- _Exercise requirements_: Can you print every record below exactly as written?
Entries shown below:
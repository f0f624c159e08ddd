//! List slug history entity.

use sea_orm::entity::prelude::*;
use serde::{Deserialize, Serialize};

/// A retired slug, written exactly once per successful rename.
///
/// Append-only: rows are never mutated or deleted except by cascade when the
/// owning list is removed. The slug allocator consults `old_slug` so retired
/// names are never reissued to the same owner.
#[derive(Clone, Debug, PartialEq, Eq, DeriveEntityModel, Serialize, Deserialize)]
#[sea_orm(table_name = "list_slug_history")]
pub struct Model {
    #[sea_orm(primary_key)]
    pub id: i64,

    #[sea_orm(indexed)]
    pub list_id: i64,

    #[sea_orm(indexed)]
    pub old_slug: String,

    pub created_at: DateTimeWithTimeZone,
}

#[derive(Copy, Clone, Debug, EnumIter, DeriveRelation)]
pub enum Relation {
    #[sea_orm(
        belongs_to = "super::list::Entity",
        from = "Column::ListId",
        to = "super::list::Column::Id",
        on_delete = "Cascade"
    )]
    List,
}

impl Related<super::list::Entity> for Entity {
    fn to() -> RelationDef {
        Relation::List.def()
    }
}

impl ActiveModelBehavior for ActiveModel {}
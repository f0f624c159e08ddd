//! Error types for reelist.

use thiserror::Error;

/// Application result type.
pub type AppResult<T> = Result<T, AppError>;

/// Application error type.
///
/// Ownership failures on lists are reported as [`AppError::NotFound`] rather
/// than [`AppError::Forbidden`] so that existence is never confirmed to
/// non-owners. Idempotent operations (toggles, item adds, view recording) do
/// not produce [`AppError::Conflict`]; they return a success value carrying a
/// `created` discriminator instead.
#[derive(Debug, Error)]
pub enum AppError {
    // === Client Errors ===
    #[error("Not found: {0}")]
    NotFound(String),

    #[error("List not found: {0}")]
    ListNotFound(String),

    #[error("Forbidden: {0}")]
    Forbidden(String),

    #[error("Validation error: {0}")]
    Validation(String),

    #[error("Conflict: {0}")]
    Conflict(String),

    // === Server Errors ===
    #[error("Database error: {0}")]
    Database(String),

    #[error("Transient storage error: {0}")]
    Transient(String),

    #[error("Configuration error: {0}")]
    Config(String),

    #[error("Internal error: {0}")]
    Internal(String),
}

impl AppError {
    /// Returns the error code for API responses.
    #[must_use]
    pub const fn error_code(&self) -> &'static str {
        match self {
            Self::NotFound(_) => "NOT_FOUND",
            Self::ListNotFound(_) => "LIST_NOT_FOUND",
            Self::Forbidden(_) => "FORBIDDEN",
            Self::Validation(_) => "VALIDATION_ERROR",
            Self::Conflict(_) => "CONFLICT",
            Self::Database(_) => "DATABASE_ERROR",
            Self::Transient(_) => "TRANSIENT_STORAGE_ERROR",
            Self::Config(_) => "CONFIG_ERROR",
            Self::Internal(_) => "INTERNAL_ERROR",
        }
    }

    /// Returns whether this error is a server-side fault.
    #[must_use]
    pub const fn is_server_error(&self) -> bool {
        matches!(
            self,
            Self::Database(_) | Self::Transient(_) | Self::Config(_) | Self::Internal(_)
        )
    }

    /// Returns whether the operation may be retried by the caller.
    ///
    /// Only transient storage failures (serialization conflicts, connection
    /// loss) qualify; everything else is deterministic.
    #[must_use]
    pub const fn is_retryable(&self) -> bool {
        matches!(self, Self::Transient(_))
    }

    /// Serialize this error into the body shape a routing layer returns.
    #[must_use]
    pub fn to_body(&self) -> serde_json::Value {
        serde_json::json!({
            "error": {
                "code": self.error_code(),
                "message": self.to_string(),
            }
        })
    }

    /// Log this error at the level its class warrants.
    pub fn log(&self) {
        let code = self.error_code();
        if self.is_server_error() {
            tracing::error!(error = %self, code, "Server error occurred");
        } else {
            tracing::debug!(error = %self, code, "Client error occurred");
        }
    }
}

// === From implementations ===

impl From<validator::ValidationErrors> for AppError {
    fn from(err: validator::ValidationErrors) -> Self {
        Self::Validation(err.to_string())
    }
}

impl From<config::ConfigError> for AppError {
    fn from(err: config::ConfigError) -> Self {
        Self::Config(err.to_string())
    }
}

impl From<anyhow::Error> for AppError {
    fn from(err: anyhow::Error) -> Self {
        Self::Internal(err.to_string())
    }
}

#[cfg(test)]
mod tests {
    use super::*;

    #[test]
    fn test_error_codes() {
        assert_eq!(
            AppError::Validation("bad rating".into()).error_code(),
            "VALIDATION_ERROR"
        );
        assert_eq!(AppError::ListNotFound("42".into()).error_code(), "LIST_NOT_FOUND");
        assert_eq!(
            AppError::Transient("serialization".into()).error_code(),
            "TRANSIENT_STORAGE_ERROR"
        );
    }

    #[test]
    fn test_retryable() {
        assert!(AppError::Transient("conn reset".into()).is_retryable());
        assert!(!AppError::Database("syntax".into()).is_retryable());
        assert!(!AppError::Conflict("slug space exhausted".into()).is_retryable());
    }

    #[test]
    fn test_body_shape() {
        let body = AppError::Validation("bad rating".into()).to_body();
        assert_eq!(body["error"]["code"], "VALIDATION_ERROR");
        assert_eq!(body["error"]["message"], "Validation error: bad rating");
    }

    #[test]
    fn test_server_error_classification() {
        assert!(AppError::Database("x".into()).is_server_error());
        assert!(!AppError::NotFound("x".into()).is_server_error());
        assert!(!AppError::Forbidden("x".into()).is_server_error());
    }
}
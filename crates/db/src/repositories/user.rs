//! User repository.

use std::sync::Arc;

use crate::entities::{user, User};
use crate::map_db_err;
use chrono::Utc;
use reelist_common::AppResult;
use sea_orm::{ActiveModelTrait, ColumnTrait, DatabaseConnection, EntityTrait, QueryFilter, Set};

/// User repository for database operations.
///
/// Account management is out of scope; this exists so the core (and its
/// tests) can anchor ownership foreign keys.
#[derive(Clone)]
pub struct UserRepository {
    db: Arc<DatabaseConnection>,
}

impl UserRepository {
    /// Create a new user repository.
    #[must_use]
    pub const fn new(db: Arc<DatabaseConnection>) -> Self {
        Self { db }
    }

    /// Find a user by ID.
    pub async fn find_by_id(&self, id: i64) -> AppResult<Option<user::Model>> {
        User::find_by_id(id)
            .one(self.db.as_ref())
            .await
            .map_err(map_db_err)
    }

    /// Find a user by username.
    pub async fn find_by_username(&self, username: &str) -> AppResult<Option<user::Model>> {
        User::find()
            .filter(user::Column::Username.eq(username))
            .one(self.db.as_ref())
            .await
            .map_err(map_db_err)
    }

    /// Create a new user.
    pub async fn create(&self, username: &str) -> AppResult<user::Model> {
        user::ActiveModel {
            username: Set(username.to_string()),
            created_at: Set(Utc::now().into()),
            ..Default::default()
        }
        .insert(self.db.as_ref())
        .await
        .map_err(map_db_err)
    }
}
End of Entries shown.
- _Written response_:
repository f0f624c159e08ddd
//! List slug history entity.

use sea_orm::entity::prelude::*;
use serde::{Deserialize, Serialize};

/// A retired slug, written exactly once per successful rename.
///
/// Append-only: rows are never mutated or deleted except by cascade when the
/// owning list is removed. The slug allocator consults `old_slug` so retired
/// names are never reissued to the same owner.
#[derive(Clone, Debug, PartialEq, Eq, DeriveEntityModel, Serialize, Deserialize)]
#[sea_orm(table_name = "list_slug_history")]
pub struct Model {
    #[sea_orm(primary_key)]
    pub id: i64,

    #[sea_orm(indexed)]
    pub list_id: i64,

    #[sea_orm(indexed)]
    pub old_slug: String,

    pub created_at: DateTimeWithTimeZone,
}

#[derive(Copy, Clone, Debug, EnumIter, DeriveRelation)]
pub enum Relation {
    #[sea_orm(
        belongs_to = "super::list::Entity",
        from = "Column::ListId",
        to = "super::list::Column::Id",
        on_delete = "Cascade"
    )]
    List,
}

impl Related<super::list::Entity> for Entity {
    fn to() -> RelationDef {
        Relation::List.def()
    }
}

impl ActiveModelBehavior for ActiveModel {}
repository f0f624c159e08ddd
//! Error types for reelist.

use thiserror::Error;

/// Application result type.
pub type AppResult<T> = Result<T, AppError>;

/// Application error type.
///
/// Ownership failures on lists are reported as [`AppError::NotFound`] rather
/// than [`AppError::Forbidden`] so that existence is never confirmed to
/// non-owners. Idempotent operations (toggles, item adds, view recording) do
/// not produce [`AppError::Conflict`]; they return a success value carrying a
/// `created` discriminator instead.
#[derive(Debug, Error)]
pub enum AppError {
    // === Client Errors ===
    #[error("Not found: {0}")]
    NotFound(String),

    #[error("List not found: {0}")]
    ListNotFound(String),

    #[error("Forbidden: {0}")]
    Forbidden(String),

    #[error("Validation error: {0}")]
    Validation(String),

    #[error("Conflict: {0}")]
    Conflict(String),

    // === Server Errors ===
    #[error("Database error: {0}")]
    Database(String),

    #[error("Transient storage error: {0}")]
    Transient(String),

    #[error("Configuration error: {0}")]
    Config(String),

    #[error("Internal error: {0}")]
    Internal(String),
}

impl AppError {
    /// Returns the error code for API responses.
    #[must_use]
    pub const fn error_code(&self) -> &'static str {
        match self {
            Self::NotFound(_) => "NOT_FOUND",
            Self::ListNotFound(_) => "LIST_NOT_FOUND",
            Self::Forbidden(_) => "FORBIDDEN",
            Self::Validation(_) => "VALIDATION_ERROR",
            Self::Conflict(_) => "CONFLICT",
            Self::Database(_) => "DATABASE_ERROR",
            Self::Transient(_) => "TRANSIENT_STORAGE_ERROR",
            Self::Config(_) => "CONFIG_ERROR",
            Self::Internal(_) => "INTERNAL_ERROR",
        }
    }

    /// Returns whether this error is a server-side fault.
    #[must_use]
    pub const fn is_server_error(&self) -> bool {
        matches!(
            self,
            Self::Database(_) | Self::Transient(_) | Self::Config(_) | Self::Internal(_)
        )
    }

    /// Returns whether the operation may be retried by the caller.
    ///
    /// Only transient storage failures (serialization conflicts, connection
    /// loss) qualify; everything else is deterministic.
    #[must_use]
    pub const fn is_retryable(&self) -> bool {
        matches!(self, Self::Transient(_))
    }

    /// Serialize this error into the body shape a routing layer returns.
    #[must_use]
    pub fn to_body(&self) -> serde_json::Value {
        serde_json::json!({
            "error": {
                "code": self.error_code(),
                "message": self.to_string(),
            }
        })
    }

    /// Log this error at the level its class warrants.
    pub fn log(&self) {
        let code = self.error_code();
        if self.is_server_error() {
            tracing::error!(error = %self, code, "Server error occurred");
        } else {
            tracing::debug!(error = %self, code, "Client error occurred");
        }
    }
}

// === From implementations ===

impl From<validator::ValidationErrors> for AppError {
    fn from(err: validator::ValidationErrors) -> Self {
        Self::Validation(err.to_string())
    }
}

impl From<config::ConfigError> for AppError {
    fn from(err: config::ConfigError) -> Self {
        Self::Config(err.to_string())
    }
}

impl From<anyhow::Error> for AppError {
    fn from(err: anyhow::Error) -> Self {
        Self::Internal(err.to_string())
    }
}

#[cfg(test)]
mod tests {
    use super::*;

    #[test]
    fn test_error_codes() {
        assert_eq!(
            AppError::Validation("bad rating".into()).error_code(),
            "VALIDATION_ERROR"
        );
        assert_eq!(AppError::ListNotFound("42".into()).error_code(), "LIST_NOT_FOUND");
        assert_eq!(
            AppError::Transient("serialization".into()).error_code(),
            "TRANSIENT_STORAGE_ERROR"
        );
    }

    #[test]
    fn test_retryable() {
        assert!(AppError::Transient("conn reset".into()).is_retryable());
        assert!(!AppError::Database("syntax".into()).is_retryable());
        assert!(!AppError::Conflict("slug space exhausted".into()).is_retryable());
    }

    #[test]
    fn test_body_shape() {
        let body = AppError::Validation("bad rating".into()).to_body();
        assert_eq!(body["error"]["code"], "VALIDATION_ERROR");
        assert_eq!(body["error"]["message"], "Validation error: bad rating");
    }

    #[test]
    fn test_server_error_classification() {
        assert!(AppError::Database("x".into()).is_server_error());
        assert!(!AppError::NotFound("x".into()).is_server_error());
        assert!(!AppError::Forbidden("x".into()).is_server_error());
    }
}
filename crates/db/src/repositories/user.rs
//! User repository.

use std::sync::Arc;

use crate::entities::{user, User};
use crate::map_db_err;
use chrono::Utc;
use reelist_common::AppResult;
use sea_orm::{ActiveModelTrait, ColumnTrait, DatabaseConnection, EntityTrait, QueryFilter, Set};

/// User repository for database operations.
///
/// Account management is out of scope; this exists so the core (and its
/// tests) can anchor ownership foreign keys.
#[derive(Clone)]
pub struct UserRepository {
    db: Arc<DatabaseConnection>,
}

impl UserRepository {
    /// Create a new user repository.
    #[must_use]
    pub const fn new(db: Arc<DatabaseConnection>) -> Self {
        Self { db }
    }

    /// Find a user by ID.
    pub async fn find_by_id(&self, id: i64) -> AppResult<Option<user::Model>> {
        User::find_by_id(id)
            .one(self.db.as_ref())
            .await
            .map_err(map_db_err)
    }

    /// Find a user by username.
    pub async fn find_by_username(&self, username: &str) -> AppResult<Option<user::Model>> {
        User::find()
            .filter(user::Column::Username.eq(username))
            .one(self.db.as_ref())
            .await
            .map_err(map_db_err)
    }

    /// Create a new user.
    pub async fn create(&self, username: &str) -> AppResult<user::Model> {
        user::ActiveModel {
            username: Set(username.to_string()),
            created_at: Set(Utc::now().into()),
            ..Default::default()
        }
        .insert(self.db.as_ref())
        .await
        .map_err(map_db_err)
    }
}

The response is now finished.